View Function Profile for a Phylogenetic Tree - v1.6.0

Examine the distribution of functional gene families for organisms in a phylogenetic SpeciesTree.

This App constructs a heatmap or numeric table showing protein domains that are present in the genomes of all the organisms contained in a phylogenetic species tree. It is recommended to use genomes annotated with RAST if you want to analyze SEED roles, but genomes annotated with Prokka or other tools are fine for other domain namespaces.

Usage

Functional assessment of an organism is often most quickly accomplished by seeing which genes carrying known functions are present in its genome. The purpose of this App is to present concise summaries of those functions, using canonical gene family assignment from COG, PFAM, TIGRFAM, and The SEED. Genomes must first be annotated using the KBase Annotate Domains in a Genome App (for each Genome separately) or the Annotate Domains in a GenomeSet App (for the Genomes on a GenomeSet or SpeciesTree) to get the COG, PFAM, and TIGRFAM annotations. For SEED annotations, the Genomes must be first be annotated by RAST using Annotate Microbial Genome App (for each Genome separately or the Annotate Multiple Microbial Genomes App (for a GenomeSet).

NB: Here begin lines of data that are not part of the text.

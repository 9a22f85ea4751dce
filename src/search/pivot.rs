// Sun Oct 18 2026 - Alex

use super::error::MedianError;
use serde::{Deserialize, Serialize};

#[derive(Debug, Clone, Copy, PartialEq, Eq, Serialize, Deserialize)]
pub enum StepAction {
    /// `nums[mid] > nums[right]`, the minimum is right of `mid`.
    MoveLeft,
    /// `nums[mid] < nums[right]`, the minimum is at or left of `mid`.
    MoveRight,
    /// `nums[mid] == nums[right]`, drop `right` from the window.
    ShrinkRight,
    /// `nums[mid] == nums[right]` and `right` starts the ascending run.
    BoundaryFound,
}

#[derive(Debug, Clone, Copy, PartialEq, Eq, Serialize, Deserialize)]
pub struct SearchStep {
    pub left: usize,
    pub right: usize,
    pub mid: usize,
    pub action: StepAction,
}

#[derive(Debug, Clone, PartialEq, Eq, Serialize, Deserialize)]
pub struct PivotTrace {
    pub pivot: usize,
    pub steps: Vec<SearchStep>,
}

impl PivotTrace {
    pub fn step_count(&self) -> usize {
        self.steps.len()
    }
}

/// Returns the index where the ascending run of a rotated sequence starts.
///
/// For distinct values this is the rotation offset. With duplicates the
/// equal case only narrows the window by one, so the worst case is linear.
pub fn find_pivot(nums: &[i64]) -> Result<usize, MedianError> {
    if nums.is_empty() {
        return Err(MedianError::empty());
    }

    Ok(search(nums, |step| {
        log::trace!(
            "pivot search: left={} right={} mid={} -> {:?}",
            step.left,
            step.right,
            step.mid,
            step.action
        );
    }))
}

pub fn trace_pivot(nums: &[i64]) -> Result<PivotTrace, MedianError> {
    if nums.is_empty() {
        return Err(MedianError::empty());
    }

    let mut steps = Vec::new();
    let pivot = search(nums, |step| steps.push(step));
    Ok(PivotTrace { pivot, steps })
}

fn search<F>(nums: &[i64], mut on_step: F) -> usize
where
    F: FnMut(SearchStep),
{
    let mut left = 0;
    let mut right = nums.len() - 1;

    while left < right {
        let mid = left + (right - left) / 2;

        let action = if nums[mid] > nums[right] {
            StepAction::MoveLeft
        } else if nums[mid] < nums[right] {
            StepAction::MoveRight
        } else if nums[right - 1] > nums[right] {
            StepAction::BoundaryFound
        } else {
            StepAction::ShrinkRight
        };

        on_step(SearchStep { left, right, mid, action });

        match action {
            StepAction::MoveLeft => left = mid + 1,
            StepAction::MoveRight => right = mid,
            StepAction::ShrinkRight => right -= 1,
            StepAction::BoundaryFound => left = right,
        }
    }

    left
}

Functional Categories / Groups View

The tables produced by View Functional Profile can be at one of two levels of resolution. Each of the four namespaces (COG, PFAM, TIGRFAMs, The SEED) has a grouping of its families as functional "categories" or "roles". For COG, these are called "functional categories". For TIGRFAMs and The SEED, they are called "Roles". PFAM groups domain families into "Clans" which are often structurally based on SCOP. The user may request this top-level summary of the gene counts in these categories for one namespace, where the number of genes hit by the families in each category is summed.

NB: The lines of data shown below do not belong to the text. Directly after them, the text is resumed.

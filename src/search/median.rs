// Sun Oct 18 2026 - Alex

use super::error::MedianError;
use super::pivot::find_pivot;
use super::reference::{check_rotated, mean_of_two, sorted_median};
use crate::config::Config;
use serde::{Deserialize, Serialize};

#[derive(Debug, Clone, PartialEq, Serialize, Deserialize)]
pub struct MedianResult {
    pub len: usize,
    pub pivot: usize,
    pub median: f64,
    /// Physical positions the median was read from.
    pub indices: Vec<usize>,
    pub reference: Option<f64>,
}

impl MedianResult {
    pub fn is_verified(&self) -> Option<bool> {
        self.reference.map(|r| r == self.median)
    }
}

pub struct PivotMedianFinder {
    strict: bool,
    verify: bool,
}

impl PivotMedianFinder {
    pub fn new() -> Self {
        Self {
            strict: false,
            verify: false,
        }
    }

    pub fn from_config(config: &Config) -> Self {
        Self {
            strict: config.strict,
            verify: config.verify,
        }
    }

    pub fn with_strict(mut self, strict: bool) -> Self {
        self.strict = strict;
        self
    }

    pub fn with_verify(mut self, verify: bool) -> Self {
        self.verify = verify;
        self
    }

    pub fn find(&self, nums: &[i64]) -> Result<MedianResult, MedianError> {
        if nums.is_empty() {
            return Err(MedianError::empty());
        }

        if self.strict {
            check_rotated(nums)?;
        }

        let pivot = find_pivot(nums)?;
        let n = nums.len();
        let half = n / 2;
        let physical = |k: usize| (pivot + k) % n;

        let (median, indices) = if n % 2 == 1 {
            let idx = physical(half);
            (nums[idx] as f64, vec![idx])
        } else {
            let lo = physical(half - 1);
            let hi = physical(half);
            (mean_of_two(nums[lo], nums[hi]), vec![lo, hi])
        };

        log::debug!("len={} pivot={} median={} indices={:?}", n, pivot, median, indices);

        let reference = if self.verify {
            let expected = sorted_median(nums)?;
            if expected != median {
                log::warn!(
                    "Pivot median {} disagrees with sorted median {} (input may not be rotated ascending)",
                    median,
                    expected
                );
            }
            Some(expected)
        } else {
            None
        };

        Ok(MedianResult {
            len: n,
            pivot,
            median,
            indices,
            reference,
        })
    }

    pub fn find_median(&self, nums: &[i64]) -> Result<f64, MedianError> {
        self.find(nums).map(|result| result.median)
    }
}

impl Default for PivotMedianFinder {
    fn default() -> Self {
        Self::new()
    }
}

/// Median of a rotated ascending sequence, located through its pivot.
///
/// Input that is not a rotation of an ascending sequence is not detected
/// here and yields an unspecified value. Use a strict [`PivotMedianFinder`]
/// to reject it.
pub fn find_median(nums: &[i64]) -> Result<f64, MedianError> {
    PivotMedianFinder::new().find_median(nums)
}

Expanded Functional Categories / Groups View

Alternatively, the user may "drill down" into one or more categories. In "Custom" mode, the user can configure the App to report on each of the functional families with distinct counts for each domain family in each category (e.g. Alanine biosynthesis pathway genes). In this mode, there is no limitation on mixing namespaces, but some groups have many families so it's recommended not to select too many categories at first.

User-Specified Gene Families

Another Custom "drill down" option is to explicitly request custom domain families by ID (e.g. "COG0001", "PF00001", "TIGR00001", "SEED: Alanine racemase"). For each of the requested gene families, a Feature Set data object will be produced containing the genes with that annotation.

Location of Functional Annotations

Functional annotations are applied to genes either by a protein domain family (which often corresponds to a gene family, so the terms domain family and gene family are incorrectly used interchangeably henceforth). Domain Families that are functionally characterized can be used to assign function to the genes they hit with sufficient confidence. The Domain Annotation Apps produce a DomainAnnotation object which contains a link to the Genome object that it corresponds to. The View Functional Profile App will look for Domain Annotation objects in the current Narrative first. If the Genome referred to is present in a different Narrative (e.g. RefSeq genomes that haven't been copied to the current Narrative, GenomeSets and SpeciesTrees that were copied from another narrative and have not had their component Genomes updated to match the current Narrative, etc.) the "remote" narrative will also be checked for a DomainAnnotation object corresponding to the Genome.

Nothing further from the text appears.